**EXERCISE OBJECTIVE**
Search the records for "CompleteMultipartUploadBody". Copy every line where it appears.

**SUPPLIED DATA**
- Opening Delimiter -
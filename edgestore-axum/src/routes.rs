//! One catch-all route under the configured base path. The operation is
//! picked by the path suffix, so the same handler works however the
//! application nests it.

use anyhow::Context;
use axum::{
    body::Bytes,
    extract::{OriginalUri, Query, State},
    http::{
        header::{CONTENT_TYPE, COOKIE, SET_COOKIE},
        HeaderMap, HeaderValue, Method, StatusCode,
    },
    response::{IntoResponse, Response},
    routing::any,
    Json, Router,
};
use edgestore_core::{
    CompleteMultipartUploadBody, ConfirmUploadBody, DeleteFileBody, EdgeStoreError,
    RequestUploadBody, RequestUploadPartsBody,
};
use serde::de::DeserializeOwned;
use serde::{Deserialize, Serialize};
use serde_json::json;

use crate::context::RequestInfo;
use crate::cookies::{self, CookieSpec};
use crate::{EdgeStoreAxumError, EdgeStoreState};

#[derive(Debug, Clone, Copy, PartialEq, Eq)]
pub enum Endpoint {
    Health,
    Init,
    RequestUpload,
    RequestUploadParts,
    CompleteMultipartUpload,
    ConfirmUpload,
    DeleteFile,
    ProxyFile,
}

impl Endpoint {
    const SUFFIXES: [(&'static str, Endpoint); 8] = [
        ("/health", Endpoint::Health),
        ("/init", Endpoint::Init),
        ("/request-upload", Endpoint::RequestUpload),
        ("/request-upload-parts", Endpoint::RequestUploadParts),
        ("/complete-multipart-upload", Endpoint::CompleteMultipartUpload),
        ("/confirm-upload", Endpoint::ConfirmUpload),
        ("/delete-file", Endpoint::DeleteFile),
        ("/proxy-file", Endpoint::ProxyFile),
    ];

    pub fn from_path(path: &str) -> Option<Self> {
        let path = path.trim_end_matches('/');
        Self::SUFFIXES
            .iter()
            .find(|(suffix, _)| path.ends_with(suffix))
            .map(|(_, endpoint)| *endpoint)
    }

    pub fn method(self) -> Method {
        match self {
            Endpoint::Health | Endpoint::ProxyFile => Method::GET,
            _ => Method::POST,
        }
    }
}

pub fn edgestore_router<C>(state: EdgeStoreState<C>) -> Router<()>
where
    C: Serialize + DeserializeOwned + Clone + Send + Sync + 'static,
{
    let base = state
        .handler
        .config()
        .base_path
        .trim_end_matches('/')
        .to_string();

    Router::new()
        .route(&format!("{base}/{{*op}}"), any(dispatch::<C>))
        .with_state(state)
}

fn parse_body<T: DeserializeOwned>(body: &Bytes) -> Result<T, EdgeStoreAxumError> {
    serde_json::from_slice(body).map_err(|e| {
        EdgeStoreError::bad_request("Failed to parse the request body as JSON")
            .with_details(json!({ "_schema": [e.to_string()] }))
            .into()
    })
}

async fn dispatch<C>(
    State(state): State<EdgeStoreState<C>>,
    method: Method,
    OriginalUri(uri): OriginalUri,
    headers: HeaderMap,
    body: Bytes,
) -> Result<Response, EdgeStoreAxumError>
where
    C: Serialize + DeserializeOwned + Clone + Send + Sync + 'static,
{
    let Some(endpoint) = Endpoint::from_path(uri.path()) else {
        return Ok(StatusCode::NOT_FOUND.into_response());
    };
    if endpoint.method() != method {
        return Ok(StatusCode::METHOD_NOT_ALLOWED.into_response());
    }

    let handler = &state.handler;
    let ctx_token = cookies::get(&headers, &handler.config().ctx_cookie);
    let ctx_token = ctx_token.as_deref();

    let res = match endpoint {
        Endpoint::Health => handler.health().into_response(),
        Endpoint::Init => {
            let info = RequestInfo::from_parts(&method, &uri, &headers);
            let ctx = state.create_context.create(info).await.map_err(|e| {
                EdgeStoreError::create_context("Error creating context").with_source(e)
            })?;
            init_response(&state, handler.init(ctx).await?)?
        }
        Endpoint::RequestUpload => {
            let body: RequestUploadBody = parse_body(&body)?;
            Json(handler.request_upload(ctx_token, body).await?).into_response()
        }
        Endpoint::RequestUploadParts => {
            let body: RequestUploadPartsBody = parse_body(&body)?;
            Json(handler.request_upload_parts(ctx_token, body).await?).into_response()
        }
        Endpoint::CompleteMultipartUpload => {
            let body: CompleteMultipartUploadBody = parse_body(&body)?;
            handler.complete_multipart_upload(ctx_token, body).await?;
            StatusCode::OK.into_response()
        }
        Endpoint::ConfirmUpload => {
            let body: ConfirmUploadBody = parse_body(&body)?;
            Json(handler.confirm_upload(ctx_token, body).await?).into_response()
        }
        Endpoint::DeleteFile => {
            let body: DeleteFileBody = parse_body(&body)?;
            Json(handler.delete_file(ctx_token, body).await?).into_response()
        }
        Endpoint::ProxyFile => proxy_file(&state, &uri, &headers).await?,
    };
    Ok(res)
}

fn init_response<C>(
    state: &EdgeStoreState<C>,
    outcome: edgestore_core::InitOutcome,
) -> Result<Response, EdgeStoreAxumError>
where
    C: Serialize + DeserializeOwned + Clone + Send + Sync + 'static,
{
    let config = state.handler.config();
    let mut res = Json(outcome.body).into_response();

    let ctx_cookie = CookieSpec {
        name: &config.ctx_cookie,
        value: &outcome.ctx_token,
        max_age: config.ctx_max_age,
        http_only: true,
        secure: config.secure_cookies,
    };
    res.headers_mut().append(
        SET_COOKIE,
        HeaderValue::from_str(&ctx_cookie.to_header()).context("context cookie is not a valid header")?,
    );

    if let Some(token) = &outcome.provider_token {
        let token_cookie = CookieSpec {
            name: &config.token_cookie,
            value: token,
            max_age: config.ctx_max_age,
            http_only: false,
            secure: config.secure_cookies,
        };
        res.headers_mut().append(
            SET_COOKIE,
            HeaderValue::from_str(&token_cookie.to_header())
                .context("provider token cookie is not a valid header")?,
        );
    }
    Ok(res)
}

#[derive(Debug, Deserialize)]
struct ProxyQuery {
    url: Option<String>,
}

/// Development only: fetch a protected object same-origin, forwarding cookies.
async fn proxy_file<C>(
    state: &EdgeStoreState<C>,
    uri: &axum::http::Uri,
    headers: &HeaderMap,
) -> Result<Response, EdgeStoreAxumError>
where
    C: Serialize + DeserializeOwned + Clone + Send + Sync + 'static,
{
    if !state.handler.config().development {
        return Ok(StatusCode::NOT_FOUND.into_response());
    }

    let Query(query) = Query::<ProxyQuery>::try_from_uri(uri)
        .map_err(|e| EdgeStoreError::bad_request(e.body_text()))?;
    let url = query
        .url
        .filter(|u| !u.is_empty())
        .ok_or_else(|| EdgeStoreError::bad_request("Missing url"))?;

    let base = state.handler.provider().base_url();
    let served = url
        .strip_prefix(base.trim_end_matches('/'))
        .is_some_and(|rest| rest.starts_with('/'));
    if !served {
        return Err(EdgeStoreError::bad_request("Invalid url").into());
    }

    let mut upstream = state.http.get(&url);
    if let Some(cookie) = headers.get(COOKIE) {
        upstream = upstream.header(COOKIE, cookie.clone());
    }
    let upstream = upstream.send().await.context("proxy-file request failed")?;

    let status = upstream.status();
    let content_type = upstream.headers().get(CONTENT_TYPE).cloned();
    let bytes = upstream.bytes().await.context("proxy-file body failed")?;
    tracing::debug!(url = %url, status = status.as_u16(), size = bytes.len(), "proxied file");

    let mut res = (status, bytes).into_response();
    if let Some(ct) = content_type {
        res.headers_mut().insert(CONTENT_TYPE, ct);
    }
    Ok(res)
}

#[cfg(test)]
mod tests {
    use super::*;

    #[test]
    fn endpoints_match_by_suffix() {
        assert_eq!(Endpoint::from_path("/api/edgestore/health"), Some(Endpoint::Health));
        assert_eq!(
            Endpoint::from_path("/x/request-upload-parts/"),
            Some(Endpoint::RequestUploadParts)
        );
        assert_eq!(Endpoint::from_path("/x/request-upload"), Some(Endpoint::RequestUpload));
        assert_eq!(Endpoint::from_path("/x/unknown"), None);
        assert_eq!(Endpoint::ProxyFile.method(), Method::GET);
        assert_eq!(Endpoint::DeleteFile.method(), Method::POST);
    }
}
- Closing Delimiter -
- Opening Delimiter -
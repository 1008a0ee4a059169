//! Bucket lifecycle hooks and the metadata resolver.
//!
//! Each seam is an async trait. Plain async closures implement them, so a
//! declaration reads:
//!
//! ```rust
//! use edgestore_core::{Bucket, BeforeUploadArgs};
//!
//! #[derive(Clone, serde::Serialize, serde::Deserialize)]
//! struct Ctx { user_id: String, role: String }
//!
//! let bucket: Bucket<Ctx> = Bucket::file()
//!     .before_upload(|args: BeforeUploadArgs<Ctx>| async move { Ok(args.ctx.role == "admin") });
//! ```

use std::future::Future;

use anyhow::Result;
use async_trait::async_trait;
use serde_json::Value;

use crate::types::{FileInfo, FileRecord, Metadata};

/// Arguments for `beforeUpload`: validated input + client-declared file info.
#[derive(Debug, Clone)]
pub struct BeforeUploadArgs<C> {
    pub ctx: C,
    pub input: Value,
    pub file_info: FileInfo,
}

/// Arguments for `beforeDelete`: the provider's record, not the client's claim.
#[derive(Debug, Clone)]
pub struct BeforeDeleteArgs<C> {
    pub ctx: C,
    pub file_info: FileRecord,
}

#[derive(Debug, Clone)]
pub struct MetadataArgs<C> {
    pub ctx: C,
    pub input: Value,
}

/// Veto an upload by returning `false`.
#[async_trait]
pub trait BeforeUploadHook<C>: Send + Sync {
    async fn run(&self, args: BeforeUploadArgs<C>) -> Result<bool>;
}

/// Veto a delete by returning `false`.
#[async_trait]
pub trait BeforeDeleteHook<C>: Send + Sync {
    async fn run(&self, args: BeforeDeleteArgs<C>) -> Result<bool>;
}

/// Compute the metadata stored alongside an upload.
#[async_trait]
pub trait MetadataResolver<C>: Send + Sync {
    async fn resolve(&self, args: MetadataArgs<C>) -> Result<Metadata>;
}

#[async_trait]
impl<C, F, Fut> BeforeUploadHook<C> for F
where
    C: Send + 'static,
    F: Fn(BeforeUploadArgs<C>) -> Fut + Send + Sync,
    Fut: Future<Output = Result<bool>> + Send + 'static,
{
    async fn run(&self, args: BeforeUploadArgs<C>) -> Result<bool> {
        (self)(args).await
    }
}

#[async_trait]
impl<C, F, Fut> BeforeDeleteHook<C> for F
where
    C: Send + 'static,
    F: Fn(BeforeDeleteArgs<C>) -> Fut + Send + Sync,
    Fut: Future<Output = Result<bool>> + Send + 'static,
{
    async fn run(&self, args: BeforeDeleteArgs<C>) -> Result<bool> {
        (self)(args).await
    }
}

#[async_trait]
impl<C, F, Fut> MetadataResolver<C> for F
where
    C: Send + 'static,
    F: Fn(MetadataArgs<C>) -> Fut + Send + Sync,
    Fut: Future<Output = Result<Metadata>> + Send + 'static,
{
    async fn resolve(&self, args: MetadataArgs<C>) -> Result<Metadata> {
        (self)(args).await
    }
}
- Closing Delimiter -
**RESULT OF THE EXERCISE**
    CompleteMultipartUploadBody, ConfirmUploadBody, DeleteFileBody, EdgeStoreError,
            let body: CompleteMultipartUploadBody = parse_body(&body)?;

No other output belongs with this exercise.